Task to complete: A copy is needed of each line in the records that has the word "should".

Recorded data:
——————————
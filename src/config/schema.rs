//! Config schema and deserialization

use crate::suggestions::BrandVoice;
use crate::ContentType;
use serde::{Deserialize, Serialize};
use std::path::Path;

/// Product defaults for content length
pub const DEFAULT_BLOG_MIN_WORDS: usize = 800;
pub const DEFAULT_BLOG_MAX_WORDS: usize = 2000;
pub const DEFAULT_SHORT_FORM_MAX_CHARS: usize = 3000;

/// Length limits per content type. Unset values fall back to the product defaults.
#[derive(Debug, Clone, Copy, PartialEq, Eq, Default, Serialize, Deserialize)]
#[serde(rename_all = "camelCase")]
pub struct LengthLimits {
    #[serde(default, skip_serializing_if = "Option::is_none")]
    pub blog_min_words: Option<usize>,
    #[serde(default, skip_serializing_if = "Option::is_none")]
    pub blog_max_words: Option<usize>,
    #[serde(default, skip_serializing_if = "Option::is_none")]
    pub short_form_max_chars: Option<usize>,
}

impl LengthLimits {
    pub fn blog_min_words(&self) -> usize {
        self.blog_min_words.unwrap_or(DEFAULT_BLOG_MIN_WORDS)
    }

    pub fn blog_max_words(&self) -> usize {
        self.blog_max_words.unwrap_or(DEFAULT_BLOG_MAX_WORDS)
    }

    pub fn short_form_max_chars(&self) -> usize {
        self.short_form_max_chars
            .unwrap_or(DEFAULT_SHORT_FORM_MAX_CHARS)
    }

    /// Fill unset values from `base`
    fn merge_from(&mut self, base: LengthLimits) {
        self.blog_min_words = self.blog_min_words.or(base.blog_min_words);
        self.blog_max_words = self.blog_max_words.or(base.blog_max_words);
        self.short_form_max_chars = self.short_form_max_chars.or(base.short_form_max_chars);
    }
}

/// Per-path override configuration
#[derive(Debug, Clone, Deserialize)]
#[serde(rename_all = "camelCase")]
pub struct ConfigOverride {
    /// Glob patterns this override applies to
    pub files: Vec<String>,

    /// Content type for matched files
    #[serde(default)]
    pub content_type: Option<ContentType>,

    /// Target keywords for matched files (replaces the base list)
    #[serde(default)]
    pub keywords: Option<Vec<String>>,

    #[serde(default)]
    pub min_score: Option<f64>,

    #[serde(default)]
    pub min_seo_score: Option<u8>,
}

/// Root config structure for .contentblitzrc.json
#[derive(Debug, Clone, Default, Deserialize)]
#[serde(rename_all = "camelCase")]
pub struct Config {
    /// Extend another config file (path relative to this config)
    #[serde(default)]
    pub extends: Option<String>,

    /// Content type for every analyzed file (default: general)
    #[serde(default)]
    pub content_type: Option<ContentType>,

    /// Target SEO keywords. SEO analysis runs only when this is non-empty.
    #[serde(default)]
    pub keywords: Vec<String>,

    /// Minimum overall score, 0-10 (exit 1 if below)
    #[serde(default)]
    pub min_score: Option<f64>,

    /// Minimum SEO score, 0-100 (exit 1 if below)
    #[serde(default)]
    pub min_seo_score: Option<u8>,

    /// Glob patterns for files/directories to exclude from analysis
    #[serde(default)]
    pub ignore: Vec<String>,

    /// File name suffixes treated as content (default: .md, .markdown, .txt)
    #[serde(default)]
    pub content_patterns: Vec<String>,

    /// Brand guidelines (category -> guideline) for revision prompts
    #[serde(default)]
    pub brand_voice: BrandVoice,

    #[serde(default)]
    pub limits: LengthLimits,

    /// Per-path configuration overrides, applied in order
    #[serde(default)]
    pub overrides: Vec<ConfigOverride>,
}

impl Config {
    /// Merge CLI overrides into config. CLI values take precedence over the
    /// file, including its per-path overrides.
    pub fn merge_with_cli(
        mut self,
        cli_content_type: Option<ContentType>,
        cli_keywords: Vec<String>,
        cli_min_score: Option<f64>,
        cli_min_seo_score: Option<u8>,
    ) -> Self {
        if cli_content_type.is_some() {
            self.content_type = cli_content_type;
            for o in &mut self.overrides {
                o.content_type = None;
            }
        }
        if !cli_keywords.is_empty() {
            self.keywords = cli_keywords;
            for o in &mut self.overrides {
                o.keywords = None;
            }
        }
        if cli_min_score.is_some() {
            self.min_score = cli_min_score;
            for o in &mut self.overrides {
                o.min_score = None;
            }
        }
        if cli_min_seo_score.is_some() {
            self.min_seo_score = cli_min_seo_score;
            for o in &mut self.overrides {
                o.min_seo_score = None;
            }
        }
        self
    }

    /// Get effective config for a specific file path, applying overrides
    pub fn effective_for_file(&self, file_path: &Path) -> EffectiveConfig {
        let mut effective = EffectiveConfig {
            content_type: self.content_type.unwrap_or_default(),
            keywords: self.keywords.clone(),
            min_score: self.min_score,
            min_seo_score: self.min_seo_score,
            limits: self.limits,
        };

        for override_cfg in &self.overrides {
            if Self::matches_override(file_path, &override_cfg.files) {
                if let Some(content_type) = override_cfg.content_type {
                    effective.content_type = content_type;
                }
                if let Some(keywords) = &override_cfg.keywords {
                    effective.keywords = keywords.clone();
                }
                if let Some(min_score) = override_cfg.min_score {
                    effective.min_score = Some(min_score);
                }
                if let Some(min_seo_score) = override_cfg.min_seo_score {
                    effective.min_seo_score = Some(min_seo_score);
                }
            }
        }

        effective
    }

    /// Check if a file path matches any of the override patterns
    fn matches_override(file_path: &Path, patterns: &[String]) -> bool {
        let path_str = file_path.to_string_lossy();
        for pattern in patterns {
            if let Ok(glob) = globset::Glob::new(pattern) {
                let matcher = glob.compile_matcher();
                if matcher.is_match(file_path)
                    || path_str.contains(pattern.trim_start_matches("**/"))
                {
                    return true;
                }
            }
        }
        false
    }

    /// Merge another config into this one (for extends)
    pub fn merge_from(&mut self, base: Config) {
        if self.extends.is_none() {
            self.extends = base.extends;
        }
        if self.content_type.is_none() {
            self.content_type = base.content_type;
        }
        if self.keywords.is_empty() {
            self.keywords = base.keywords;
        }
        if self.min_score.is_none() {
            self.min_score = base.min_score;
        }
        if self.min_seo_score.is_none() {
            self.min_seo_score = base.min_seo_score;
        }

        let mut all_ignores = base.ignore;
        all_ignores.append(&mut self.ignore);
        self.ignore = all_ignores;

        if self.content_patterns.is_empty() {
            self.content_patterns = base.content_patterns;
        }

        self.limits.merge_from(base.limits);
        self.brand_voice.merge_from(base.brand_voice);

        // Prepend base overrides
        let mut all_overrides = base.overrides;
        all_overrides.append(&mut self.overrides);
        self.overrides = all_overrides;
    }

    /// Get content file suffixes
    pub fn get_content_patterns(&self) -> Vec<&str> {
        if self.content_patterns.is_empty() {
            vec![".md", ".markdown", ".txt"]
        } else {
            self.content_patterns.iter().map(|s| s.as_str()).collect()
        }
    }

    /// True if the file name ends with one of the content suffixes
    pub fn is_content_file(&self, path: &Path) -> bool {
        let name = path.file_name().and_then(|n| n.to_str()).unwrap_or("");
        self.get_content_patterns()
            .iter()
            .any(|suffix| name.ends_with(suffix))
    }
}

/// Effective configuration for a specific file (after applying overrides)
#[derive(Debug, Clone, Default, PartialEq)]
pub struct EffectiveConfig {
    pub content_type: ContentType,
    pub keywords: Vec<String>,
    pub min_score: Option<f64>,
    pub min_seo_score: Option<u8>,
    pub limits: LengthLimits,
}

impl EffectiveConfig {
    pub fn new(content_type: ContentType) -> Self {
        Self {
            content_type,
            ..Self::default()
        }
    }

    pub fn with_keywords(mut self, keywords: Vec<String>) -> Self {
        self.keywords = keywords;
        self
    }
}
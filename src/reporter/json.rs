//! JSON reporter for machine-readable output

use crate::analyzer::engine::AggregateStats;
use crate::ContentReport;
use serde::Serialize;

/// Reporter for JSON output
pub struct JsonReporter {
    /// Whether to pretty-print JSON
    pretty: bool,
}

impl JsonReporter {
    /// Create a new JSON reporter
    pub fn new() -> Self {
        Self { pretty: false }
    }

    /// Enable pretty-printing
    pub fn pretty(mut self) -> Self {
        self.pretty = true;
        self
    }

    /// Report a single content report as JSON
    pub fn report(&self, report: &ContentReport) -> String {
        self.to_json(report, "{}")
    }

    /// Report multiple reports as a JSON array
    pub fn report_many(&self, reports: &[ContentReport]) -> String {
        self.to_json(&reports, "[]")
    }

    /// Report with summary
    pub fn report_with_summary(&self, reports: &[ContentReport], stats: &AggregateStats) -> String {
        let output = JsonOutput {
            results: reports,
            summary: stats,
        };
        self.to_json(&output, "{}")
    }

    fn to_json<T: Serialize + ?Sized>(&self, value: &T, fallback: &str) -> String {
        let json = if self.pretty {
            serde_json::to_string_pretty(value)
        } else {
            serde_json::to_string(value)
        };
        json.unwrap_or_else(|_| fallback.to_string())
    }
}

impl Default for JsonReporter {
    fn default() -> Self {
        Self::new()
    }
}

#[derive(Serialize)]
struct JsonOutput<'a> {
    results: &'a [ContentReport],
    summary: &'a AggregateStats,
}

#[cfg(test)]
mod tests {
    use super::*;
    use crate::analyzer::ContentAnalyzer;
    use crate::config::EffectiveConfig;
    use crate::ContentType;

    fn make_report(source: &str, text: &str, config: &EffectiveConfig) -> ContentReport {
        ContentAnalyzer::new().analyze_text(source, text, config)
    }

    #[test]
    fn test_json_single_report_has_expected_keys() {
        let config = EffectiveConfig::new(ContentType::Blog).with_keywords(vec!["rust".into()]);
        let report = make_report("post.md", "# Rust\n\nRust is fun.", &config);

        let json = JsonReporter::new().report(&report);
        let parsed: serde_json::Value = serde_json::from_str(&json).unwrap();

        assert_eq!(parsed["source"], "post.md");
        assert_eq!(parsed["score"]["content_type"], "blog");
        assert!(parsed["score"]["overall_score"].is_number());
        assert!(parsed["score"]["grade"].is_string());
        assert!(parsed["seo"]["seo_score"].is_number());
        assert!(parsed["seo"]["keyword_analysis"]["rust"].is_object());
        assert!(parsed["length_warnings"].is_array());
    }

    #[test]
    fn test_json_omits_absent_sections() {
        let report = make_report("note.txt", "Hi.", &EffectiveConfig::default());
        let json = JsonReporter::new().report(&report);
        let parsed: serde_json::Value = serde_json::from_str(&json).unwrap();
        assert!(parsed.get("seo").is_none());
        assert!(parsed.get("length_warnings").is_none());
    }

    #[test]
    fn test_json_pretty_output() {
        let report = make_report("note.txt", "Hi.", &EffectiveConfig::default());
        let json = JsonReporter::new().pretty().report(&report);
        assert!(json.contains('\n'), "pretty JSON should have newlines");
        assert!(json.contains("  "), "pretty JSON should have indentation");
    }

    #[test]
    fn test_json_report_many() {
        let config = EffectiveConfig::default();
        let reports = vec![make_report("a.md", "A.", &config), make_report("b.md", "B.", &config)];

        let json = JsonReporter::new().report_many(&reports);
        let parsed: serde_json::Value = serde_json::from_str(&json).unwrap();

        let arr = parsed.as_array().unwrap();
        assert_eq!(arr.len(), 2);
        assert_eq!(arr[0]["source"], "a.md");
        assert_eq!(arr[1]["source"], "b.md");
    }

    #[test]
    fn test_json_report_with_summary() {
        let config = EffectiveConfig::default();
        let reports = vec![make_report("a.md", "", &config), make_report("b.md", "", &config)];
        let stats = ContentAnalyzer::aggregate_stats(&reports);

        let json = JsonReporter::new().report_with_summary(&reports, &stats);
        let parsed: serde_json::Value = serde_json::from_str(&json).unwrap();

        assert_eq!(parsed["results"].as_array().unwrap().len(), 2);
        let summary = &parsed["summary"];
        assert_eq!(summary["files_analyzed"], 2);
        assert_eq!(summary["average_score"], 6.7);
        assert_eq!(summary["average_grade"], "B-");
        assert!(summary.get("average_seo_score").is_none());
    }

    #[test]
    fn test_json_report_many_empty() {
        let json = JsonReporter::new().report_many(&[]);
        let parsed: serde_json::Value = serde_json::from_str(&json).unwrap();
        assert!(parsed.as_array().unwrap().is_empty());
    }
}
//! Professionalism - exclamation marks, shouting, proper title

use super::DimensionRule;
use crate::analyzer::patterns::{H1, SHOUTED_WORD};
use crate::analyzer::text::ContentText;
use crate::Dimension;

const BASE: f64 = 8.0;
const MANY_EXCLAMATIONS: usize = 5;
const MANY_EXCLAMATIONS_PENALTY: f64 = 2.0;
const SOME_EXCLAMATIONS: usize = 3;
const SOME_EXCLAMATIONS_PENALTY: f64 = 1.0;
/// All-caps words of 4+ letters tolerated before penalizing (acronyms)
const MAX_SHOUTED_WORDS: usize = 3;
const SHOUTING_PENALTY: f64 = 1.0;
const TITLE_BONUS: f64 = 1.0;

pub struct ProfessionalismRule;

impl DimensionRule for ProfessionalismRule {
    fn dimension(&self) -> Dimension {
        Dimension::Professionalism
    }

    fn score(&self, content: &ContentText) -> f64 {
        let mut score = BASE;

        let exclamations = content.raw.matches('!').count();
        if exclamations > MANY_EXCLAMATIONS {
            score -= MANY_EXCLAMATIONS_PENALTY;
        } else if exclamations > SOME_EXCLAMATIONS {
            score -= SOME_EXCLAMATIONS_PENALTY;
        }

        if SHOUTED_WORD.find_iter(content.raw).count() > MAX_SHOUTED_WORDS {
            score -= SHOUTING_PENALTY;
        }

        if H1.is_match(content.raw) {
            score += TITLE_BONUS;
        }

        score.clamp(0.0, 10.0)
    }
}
——————————
Task answer:
        assert!(json.contains('\n'), "pretty JSON should have newlines");
        assert!(json.contains("  "), "pretty JSON should have indentation");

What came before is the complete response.